Except as provided in subparagraph (C), a passive asset shall not be treated for purposes of subparagraph (A) as used in the active conduct of a trade or business unless—

(i)

the asset is property described in paragraph (1) or (4) of section 1221(a) or is a hedge with respect to such property, or

(ii)

the asset is real property used in the active conduct of 1 or more real property trades or businesses (within the meaning of section 469(c)(7)(C)) in which the transferor materially participates and with respect to which the transferor meets the requirements of section 469(c)(7)(B)(ii).

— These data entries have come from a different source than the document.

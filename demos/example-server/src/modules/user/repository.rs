use super::model::User;
use crate::infrastructure::Database;
use nestrs::prelude::*;

const TABLE: &str = "users";

#[derive(Injectable)]
pub struct UserRepository {
    db: Arc<Database>,
}

impl UserRepository {
    pub fn find_by_id(&self, id: &str) -> Option<User> {
        self.db
            .get(TABLE, id)
            .and_then(|data| serde_json::from_str(&data).ok())
    }

    pub fn save(&self, user: &User) -> serde_json::Result<()> {
        let data = serde_json::to_string(user)?;
        self.db.insert(TABLE, &user.id, data);
        Ok(())
    }

    pub fn delete(&self, id: &str) -> bool {
        self.db.remove(TABLE, id).is_some()
    }

    pub fn find_all(&self) -> Vec<User> {
        self.db
            .scan(TABLE)
            .into_iter()
            .filter_map(|json| serde_json::from_str(&json).ok())
            .collect()
    }
}
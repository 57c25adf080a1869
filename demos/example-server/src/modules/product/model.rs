use serde::{Deserialize, Serialize};

#[derive(Debug, Clone, Serialize, Deserialize)]
pub struct Product {
    pub id: String,
    pub owner_id: String,
    pub name: String,
    pub price: f64,
    pub currency: String,
}

#[derive(Debug, Deserialize)]
pub struct CreateProductRequest {
    pub owner_id: String,
    pub name: String,
    pub price: f64,
}

#[derive(Debug, Deserialize)]
pub struct ProductFilter {
    pub owner_id: Option<String>,
    pub max_price: Option<f64>,
}
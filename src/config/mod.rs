//! Runtime configuration: container behaviour, server options and the
//! injectable key/value [`ConfigService`].

use crate::di::{Component, Container};
use crate::error::Result;
use crate::module::{Module, ModuleDef, ModuleDescriptor};
use dashmap::DashMap;
use serde::{Deserialize, Serialize};
use std::env;
use std::sync::Arc;

/// Container behaviour switches.
#[derive(Debug, Clone, PartialEq, Eq, Serialize, Deserialize)]
#[serde(default)]
pub struct ContainerConfig {
    /// Drop bindings and cached singletons on [`Container::clear`].
    pub reset_instances_on_clear: bool,
}

impl Default for ContainerConfig {
    fn default() -> Self {
        Self {
            reset_instances_on_clear: true,
        }
    }
}

impl ContainerConfig {
    /// Reads `NEST_RESET_INSTANCES_ON_CLEAR`, falling back to the defaults.
    pub fn from_env() -> Self {
        let mut config = Self::default();
        if let Some(reset) = env_flag("NEST_RESET_INSTANCES_ON_CLEAR") {
            config.reset_instances_on_clear = reset;
        }
        config
    }
}

/// Options passed through to the HTTP adapter when the application is created.
#[derive(Debug, Clone, PartialEq, Eq, Serialize, Deserialize)]
#[serde(default)]
pub struct ServerOptions {
    pub title: String,
    pub description: String,
    pub version: String,
    pub debug: bool,
}

impl Default for ServerOptions {
    fn default() -> Self {
        Self {
            title: "nestrs".to_string(),
            description: String::new(),
            version: env!("CARGO_PKG_VERSION").to_string(),
            debug: false,
        }
    }
}

impl ServerOptions {
    pub fn new() -> Self {
        Self::default()
    }

    pub fn title(mut self, title: impl Into<String>) -> Self {
        self.title = title.into();
        self
    }

    pub fn description(mut self, description: impl Into<String>) -> Self {
        self.description = description.into();
        self
    }

    pub fn version(mut self, version: impl Into<String>) -> Self {
        self.version = version.into();
        self
    }

    pub fn debug(mut self, debug: bool) -> Self {
        self.debug = debug;
        self
    }

    /// Defaults overridden by `NEST_TITLE`, `NEST_DESCRIPTION`, `NEST_VERSION`
    /// and `NEST_DEBUG`.
    pub fn from_env() -> Self {
        let mut options = Self::default();
        if let Ok(title) = env::var("NEST_TITLE") {
            options.title = title;
        }
        if let Ok(description) = env::var("NEST_DESCRIPTION") {
            options.description = description;
        }
        if let Ok(version) = env::var("NEST_VERSION") {
            options.version = version;
        }
        if let Some(debug) = env_flag("NEST_DEBUG") {
            options.debug = debug;
        }
        options
    }
}

fn env_flag(key: &str) -> Option<bool> {
    let value = env::var(key).ok()?;
    match value.trim().to_ascii_lowercase().as_str() {
        "1" | "true" | "yes" | "on" => Some(true),
        "0" | "false" | "no" | "off" => Some(false),
        other => {
            tracing::warn!(key, value = other, "ignoring unparsable boolean flag");
            None
        }
    }
}

/// Configuration service
#[derive(Clone, Default)]
pub struct ConfigService {
    config: Arc<DashMap<String, String>>,
}

impl ConfigService {
    /// A service seeded from the process environment.
    pub fn new() -> Self {
        let service = Self::default();
        for (key, value) in env::vars() {
            service.set(&key, &value);
        }
        service
    }

    /// A service seeded from the environment, then from a JSON object.
    ///
    /// Nested objects are flattened with `.` separators; strings are stored as
    /// is and other scalars through their JSON rendering.
    pub fn from_json(values: &serde_json::Value) -> Self {
        let service = Self::new();
        service.merge_json("", values);
        service
    }

    fn merge_json(&self, prefix: &str, value: &serde_json::Value) {
        match value {
            serde_json::Value::Object(map) => {
                for (key, value) in map {
                    let key = if prefix.is_empty() {
                        key.clone()
                    } else {
                        format!("{prefix}.{key}")
                    };
                    self.merge_json(&key, value);
                }
            }
            serde_json::Value::String(s) if !prefix.is_empty() => self.set(prefix, s),
            serde_json::Value::Null => {}
            other if !prefix.is_empty() => self.set(prefix, &other.to_string()),
            _ => {}
        }
    }

    pub fn get(&self, key: &str) -> Option<String> {
        self.config.get(key).map(|v| v.clone())
    }

    pub fn get_or(&self, key: &str, default: &str) -> String {
        self.get(key).unwrap_or_else(|| default.to_string())
    }

    pub fn set(&self, key: &str, value: &str) {
        self.config.insert(key.to_string(), value.to_string());
    }

    pub fn len(&self) -> usize {
        self.config.len()
    }

    pub fn is_empty(&self) -> bool {
        self.config.is_empty()
    }
}

impl Component for ConfigService {
    const INJECTABLE: bool = true;

    fn inject(_: &Container) -> Result<Self> {
        Ok(Self::new())
    }
}

/// Global module exporting [`ConfigService`].
pub struct ConfigModule;

impl ConfigModule {
    /// The module parameterized with JSON values that seed the service.
    pub fn for_root(values: serde_json::Value) -> ModuleDef {
        let service = ConfigService::from_json(&values);
        ModuleDef::dynamic::<Self>(values).with_value(service)
    }
}

impl Module for ConfigModule {
    fn descriptor() -> ModuleDescriptor {
        ModuleDescriptor::new()
            .provider::<ConfigService>()
            .export::<ConfigService>()
            .global(true)
    }
}

#[cfg(test)]
mod tests {
    use super::*;
    use serde_json::json;

    #[test]
    fn test_config_service_flattens_json() {
        let service = ConfigService::from_json(&json!({
            "database": { "url": "postgres://localhost/app", "pool": 8 },
            "feature": true,
            "unset": null,
        }));
        assert_eq!(
            service.get("database.url").as_deref(),
            Some("postgres://localhost/app")
        );
        assert_eq!(service.get("database.pool").as_deref(), Some("8"));
        assert_eq!(service.get("feature").as_deref(), Some("true"));
        assert!(service.get("unset").is_none());
        assert_eq!(service.get_or("missing", "fallback"), "fallback");
    }

    #[test]
    fn test_for_root_provides_seeded_service() {
        let mut container = Container::new();
        let module = ConfigModule::for_root(json!({ "app": { "name": "shop" } }));
        let added = container.add_module(&module).unwrap();

        assert!(added.module_ref.is_global());
        assert_eq!(added.module_ref.exports().len(), 1);
        let service = container.get::<ConfigService>().unwrap();
        assert_eq!(service.get("app.name").as_deref(), Some("shop"));
    }

    struct PriceService {
        config: Arc<ConfigService>,
    }

    impl Component for PriceService {
        const INJECTABLE: bool = true;

        fn inject(container: &Container) -> Result<Self> {
            Ok(Self {
                config: container.resolve::<ConfigService>()?,
            })
        }
    }

    struct PriceModule;

    impl Module for PriceModule {
        fn descriptor() -> ModuleDescriptor {
            ModuleDescriptor::new().provider::<PriceService>()
        }
    }

    struct ShopModule;

    impl Module for ShopModule {
        fn descriptor() -> ModuleDescriptor {
            ModuleDescriptor::new().imports(vec![
                ModuleDef::of::<PriceModule>(),
                ConfigModule::for_root(json!({ "products": { "currency": "EUR" } })),
            ])
        }
    }

    #[test]
    fn test_for_root_values_reach_consumers_imported_first() {
        let mut container = Container::new();
        container.add_module(&ModuleDef::of::<ShopModule>()).unwrap();

        let prices = container.get::<PriceService>().unwrap();
        assert_eq!(prices.config.get("products.currency").as_deref(), Some("EUR"));
        assert!(Arc::ptr_eq(
            &prices.config,
            &container.get::<ConfigService>().unwrap()
        ));
    }

    #[test]
    fn test_for_root_after_constructed_service_is_rejected() {
        let mut container = Container::new();
        container.add_module(&ModuleDef::of::<PriceModule>()).unwrap();

        let err = container
            .add_module(&ConfigModule::for_root(json!({ "products": { "currency": "EUR" } })))
            .unwrap_err();
        assert!(matches!(
            err,
            crate::NestError::ValueProviderConflict { ref type_name } if type_name.ends_with("ConfigService")
        ));
    }

    #[test]
    fn test_static_config_module_reads_environment() {
        let mut container = Container::new();
        container
            .add_module(&ModuleDef::of::<ConfigModule>())
            .unwrap();
        let service = container.get::<ConfigService>().unwrap();
        assert_eq!(service.get("PATH"), env::var("PATH").ok());
    }

    #[test]
    fn test_server_options_builder() {
        let options = ServerOptions::new()
            .title("shop")
            .description("demo shop")
            .version("1.2.3")
            .debug(true);
        assert_eq!(options.title, "shop");
        assert_eq!(options.description, "demo shop");
        assert_eq!(options.version, "1.2.3");
        assert!(options.debug);
        assert!(ContainerConfig::default().reset_instances_on_clear);

        let parsed: ServerOptions =
            serde_json::from_value(json!({ "title": "api", "debug": true })).unwrap();
        assert_eq!(parsed.title, "api");
        assert!(parsed.debug);
        assert_eq!(parsed.version, ServerOptions::default().version);
    }
}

For purposes of clause (ii), material participation shall be determined under the rules of section 469(h), except that section 469(h)(3) shall be applied without regard to the limitation to farming activity.
(C)

Exception for working capital

Any asset (including a passive asset) which is held as a part of the reasonably required working capital needs of a trade or business shall be treated as used in the active conduct of a trade or business.

(3)

Passive asset

For purposes of this subsection, the term passive asset means any—

(A)

cash or cash equivalents,

(B)

except to the extent provided by the Secretary, stock in a corporation or any other equity, profits, or capital interest in any entity,

(C)

evidence of indebtedness, option, forward or futures contract, notional principal contract, or derivative,

(D)

asset described in clause (iii), (iv), or (v) of section 351(e)(1)(B),

(E)

annuity,

(F)

real property used in 1 or more real property trades or businesses (as defined in section 469(c)(7)(C)),

(G)

asset (other than a patent, trademark, or copyright) which produces royalty income,

(H)

commodity,

(I)

collectible (within the meaning of section 401(m)), or

(J)

any other asset specified in regulations prescribed by the Secretary.

(4)

Look-thru rules

(A)

In general

If a nonbusiness asset of an entity consists of a 10-percent interest in any other entity, this subsection shall be applied by disregarding the 10-percent interest and by treating the entity as holding directly its ratable share of the assets of the other entity. This subparagraph shall be applied successively to any 10-percent interest of such other entity in any other entity.

(B)

10-percent interest

The term 10-percent interest means—

(i)

in the case of an interest in a corporation, ownership of at least 10 percent (by vote or value) of the stock in such corporation,

(ii)

in the case of an interest in a partnership, ownership of at least 10 percent of the capital or profits interest in the partnership, and

(iii)

in any other case, ownership of at least 10 percent of the beneficial interests in the entity.

(5)

Coordination with subsection (b)

Subsection (b) shall apply after the application of this subsection.

(e)

Limitation on minority discounts

For purposes of this chapter and chapter 12, in the case of the transfer of any interest in an entity other than an interest which is actively traded (within the meaning of section 1092), no discount shall be allowed by reason of the fact that the transferee does not have control of such entity if the transferee and members of the family (as defined in section 2032A(e)(2)) of the transferee have control of such entity.

.

(b)

Effective date

The amendments made by this section shall apply to transfers after the date of the enactment of this Act.